22/08/2023

Nos postos de saúde, a banalização da vida

A banalização da vida nos postos de saúde municipais em Guarapuava é tanta ao ponto do prefeito Fernando Ribas Carli tentar justificar a morte de um idoso, por meio de uma notinha divulgada pela Assessoria de Comunicação oficial. Antonio dos Santos, 92 anos, residia em Guarapuava há apenas dois meses e desde que chegou à cidade buscava atendimento médico no posto de saúde do Recanto Feliz, sem êxito. Ele queria apenas ter acesso ao medicamento para hipertensão. De acordo com a sua esposa, dona Leonor, ele sempre retornava da unidade de saúde com as mãos vazias porque dependia de uma carteirinha, uma espécie de cadastro. E essa via-sacra do ancião durou dois meses, dos quais, os últimos 5 cinco dias ele enfrentava a madrugada na fila. Quando conseguia a ficha não havia médico, até que na manhã de hoje, quarta-feira, o médico apareceu, mas para assinar o atestado de óbito.

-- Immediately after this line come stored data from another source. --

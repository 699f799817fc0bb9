//! Access token encoding and validation (HS256 JWT)
//!
//! Access tokens are stateless: nothing is persisted and they cannot be
//! revoked, so they stay short-lived. Lifetime policy (the one hour cap) is
//! applied by the caller, not here.

use std::time::Duration;

use jsonwebtoken::{decode, encode, Algorithm, DecodingKey, EncodingKey, Header, Validation};
use serde::{Deserialize, Serialize};
use time::OffsetDateTime;
use uuid::Uuid;

/// Issuer written into and required on every token
pub const ISSUER: &str = "chirpy";

#[derive(Debug, thiserror::Error)]
pub enum JwtError {
    #[error("invalid token: {0}")]
    InvalidToken(String),
    #[error("token subject is not a valid user id")]
    SubjectParse,
    #[error("failed to sign token: {0}")]
    Signing(String),
}

/// Access token claims
#[derive(Debug, Clone, PartialEq, Eq, Serialize, Deserialize)]
pub struct Claims {
    pub iss: String,
    /// User id as a hyphenated UUID string
    pub sub: String,
    pub iat: i64,
    pub exp: i64,
    /// Random per-token id; two tokens issued in the same second still differ
    pub jti: String,
}

impl Claims {
    pub fn new(subject: Uuid, issued_at: OffsetDateTime, ttl: Duration) -> Self {
        let iat = issued_at.unix_timestamp();
        Self {
            iss: ISSUER.to_string(),
            sub: subject.to_string(),
            iat,
            exp: iat.saturating_add(i64::try_from(ttl.as_secs()).unwrap_or(i64::MAX)),
            jti: Uuid::new_v4().to_string(),
        }
    }
}

/// Signs and validates access tokens with a symmetric secret
#[derive(Clone)]
pub struct JwtManager {
    encoding_key: EncodingKey,
    decoding_key: DecodingKey,
}

impl JwtManager {
    pub fn new(secret: &str) -> Self {
        Self {
            encoding_key: EncodingKey::from_secret(secret.as_bytes()),
            decoding_key: DecodingKey::from_secret(secret.as_bytes()),
        }
    }

    /// Issue a token for `subject` valid for `ttl` from now
    pub fn issue(&self, subject: Uuid, ttl: Duration) -> Result<String, JwtError> {
        self.encode_claims(&Claims::new(subject, OffsetDateTime::now_utc(), ttl))
    }

    /// Sign the given claims; identical claims produce identical tokens
    pub fn encode_claims(&self, claims: &Claims) -> Result<String, JwtError> {
        encode(&Header::new(Algorithm::HS256), claims, &self.encoding_key)
            .map_err(|e| JwtError::Signing(e.to_string()))
    }

    /// Validate a token and return its subject
    pub fn validate(&self, token: &str) -> Result<Uuid, JwtError> {
        let claims = self.decode_claims(token)?;
        Uuid::parse_str(&claims.sub).map_err(|_| JwtError::SubjectParse)
    }

    /// Validate a token and return all of its claims
    ///
    /// Only HMAC algorithms are accepted, so a token whose header names
    /// `none` or an asymmetric algorithm is rejected before any signature
    /// check. Expiry has no leeway: a token is dead once `exp <= now`.
    pub fn decode_claims(&self, token: &str) -> Result<Claims, JwtError> {
        let mut validation = Validation::new(Algorithm::HS256);
        validation.algorithms = vec![Algorithm::HS256, Algorithm::HS384, Algorithm::HS512];
        validation.leeway = 0;
        validation.set_issuer(&[ISSUER]);
        validation.set_required_spec_claims(&["exp", "iss", "sub"]);

        let data = decode::<Claims>(token, &self.decoding_key, &validation)
            .map_err(|e| JwtError::InvalidToken(e.to_string()))?;

        // jsonwebtoken treats exp == now as still valid
        if data.claims.exp <= OffsetDateTime::now_utc().unix_timestamp() {
            return Err(JwtError::InvalidToken("token expired".to_string()));
        }

        Ok(data.claims)
    }
}
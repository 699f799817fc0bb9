#![cfg_attr(test, allow(clippy::expect_used))]
#![cfg_attr(test, allow(clippy::unwrap_used))]

//! Chirpy shared infrastructure
//!
//! Database pool construction and the embedded schema migrations used by the
//! API server.

use std::time::Duration;

use sqlx::migrate::Migrator;
use sqlx::postgres::PgPoolOptions;
use sqlx::PgPool;

/// Migrations compiled into the binary from the workspace `migrations/` directory
pub static MIGRATOR: Migrator = sqlx::migrate!("../../migrations");

/// Default pool size when the caller does not override it
pub const DEFAULT_MAX_CONNECTIONS: u32 = 10;

/// Time to wait for a free connection before a query fails
const ACQUIRE_TIMEOUT: Duration = Duration::from_secs(5);

#[derive(Debug, thiserror::Error)]
pub enum DbError {
    #[error("failed to connect to database: {0}")]
    Connect(#[source] sqlx::Error),
    #[error("failed to run migrations: {0}")]
    Migrate(#[from] sqlx::migrate::MigrateError),
}

/// Create the connection pool used for regular queries
pub async fn create_pool(database_url: &str, max_connections: u32) -> Result<PgPool, DbError> {
    let pool = PgPoolOptions::new()
        .max_connections(max_connections)
        .acquire_timeout(ACQUIRE_TIMEOUT)
        .connect(database_url)
        .await
        .map_err(DbError::Connect)?;

    tracing::info!(max_connections, "Database pool created");
    Ok(pool)
}

/// Apply any pending migrations
pub async fn run_migrations(pool: &PgPool) -> Result<(), DbError> {
    MIGRATOR.run(pool).await?;
    tracing::info!(
        migrations = MIGRATOR.iter().count(),
        "Database migrations applied"
    );
    Ok(())
}
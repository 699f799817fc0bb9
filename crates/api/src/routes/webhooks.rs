//! Polka payment webhooks

use axum::{
    extract::{rejection::JsonRejection, State},
    http::{HeaderMap, StatusCode},
    Json,
};
use serde::Deserialize;
use subtle::ConstantTimeEq;
use uuid::Uuid;

use crate::{
    auth::extract_api_key,
    error::{ApiError, ApiResult},
    routes::json_body,
    state::AppState,
};

/// The only event Polka sends that we act on
pub const USER_UPGRADED: &str = "user.upgraded";

#[derive(Debug, Deserialize)]
pub struct PolkaWebhook {
    pub event: String,
    #[serde(default)]
    pub data: PolkaWebhookData,
}

#[derive(Debug, Default, Deserialize)]
pub struct PolkaWebhookData {
    #[serde(default)]
    pub user_id: String,
}

/// An unset key matches nothing
fn key_matches(presented: &str, expected: &str) -> bool {
    !expected.is_empty() && bool::from(presented.as_bytes().ct_eq(expected.as_bytes()))
}

pub async fn polka_webhook(
    State(state): State<AppState>,
    headers: HeaderMap,
    payload: Result<Json<PolkaWebhook>, JsonRejection>,
) -> ApiResult<StatusCode> {
    let key = extract_api_key(&headers).map_err(|e| {
        tracing::warn!(error = %e, "Polka webhook without usable API key");
        ApiError::unauthorized()
    })?;
    if !key_matches(&key, &state.config.polka_key) {
        tracing::warn!("Polka webhook with wrong API key");
        return Err(ApiError::unauthorized());
    }

    let webhook = json_body(payload)?;
    if webhook.event != USER_UPGRADED {
        tracing::debug!(event = %webhook.event, "Ignoring Polka event");
        return Ok(StatusCode::NO_CONTENT);
    }

    let user_id = Uuid::parse_str(webhook.data.user_id.trim())
        .map_err(|_| ApiError::Validation("Invalid user_id".into()))?;
    if !state.users.upgrade_user(user_id).await? {
        return Err(ApiError::NotFound("User not found".into()));
    }

    tracing::info!(user_id = %user_id, "User upgraded to Chirpy Red");
    Ok(StatusCode::NO_CONTENT)
}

Na nota divulgada pela assessoria a Secretaria Municipal de Saúde diz que há uma normativa determinando que pessoas com idade superior  a 70 anos não precisa de fichas para consultas. O pobre homem morreu sem saber disso. Ora, se a normativa existe por que as funcionárias do posto de saúde não comunicaram o fato ao senhor e não o acudiram desde a primeira vez que ele foi ao posto? Ou será que a Secretaria de Saúde não orienta os seus funcionários? 

A nota também tenta isentar a responsabilidade da Prefeitura ao dizer que o senhor era de Boa Ventura de São Roque, que morava na cidade há dois meses e que não havia cadastro seu no postinho. É claro que não existe  procedimento registrado, pois o homem sequer foi atendido uma única vez.

Aliás, o ato que lembra o bíblico Pôncio Pilatos que ao  lavar as mãos se eximiu de qualquer responsabilidade sobre a execução de Jesus Cristo, é uma prática comum da Prefeitura perante tragédias ocorridas em locais públicos. Assim foi na  morte do jogador do Cad, Robson, que morreu após uma lasca do piso da quadra do Ginásio de Esportes Joaquim Prestes ter perfurado o seu corpo.  Na ocasião, por uma notinha da Assessoria de Comunicação Carli se limitou a lamentar o fato e a prestar condolências à família. Agora o ato se repete, só que numa nota fria sem o minimo de solidariedade à viúva, uma senhora que fica com filhos e netos deficientes.

Aliás, a solidariedade esteve ausente desde o início do caso. Nenhuma enfermeira, nenhum funcionário do postinho foi amparar a família, ver se precisavam de algo. E eles precisavam de tudo. Eu e minha filha Luana prestamos todo o atendimento necessário, levando familiares a buscar a filha da vítima no Jardim das Américas. Sequer o endereço eles sabiam. O acompanhamos ao IML e  os colocamos nas mãos de pessoas sensíveis com espírito humanitário que providenciram o restante até o translado do corpo a Boa Ventura de São Roque.

Se utilizar de número e de depoimentos frios em programas de televisão para propagar que Guarapuava possui uma das melhores do saúde do Brasil é simples. Duro mesmo é sair às ruas, ir até o onde o povo sofre diariamente enfrentando o frio da madrugada para pegar fichas e ainda receber a resposta de que não existe médico. Duro é ter que olhar nos olhos desesperados de familiares que veem um membro da sua família ali, estendido no chão, porque não foi atendido. Essa atitude não é para qualquer um. É somente característica dos gestores comprometidos com a população. De  quem abre os braços para acolher  quem está desesperado,   mas antes de tudo, de quem honra com os compromissos assumidos durante a campanha eleitoral.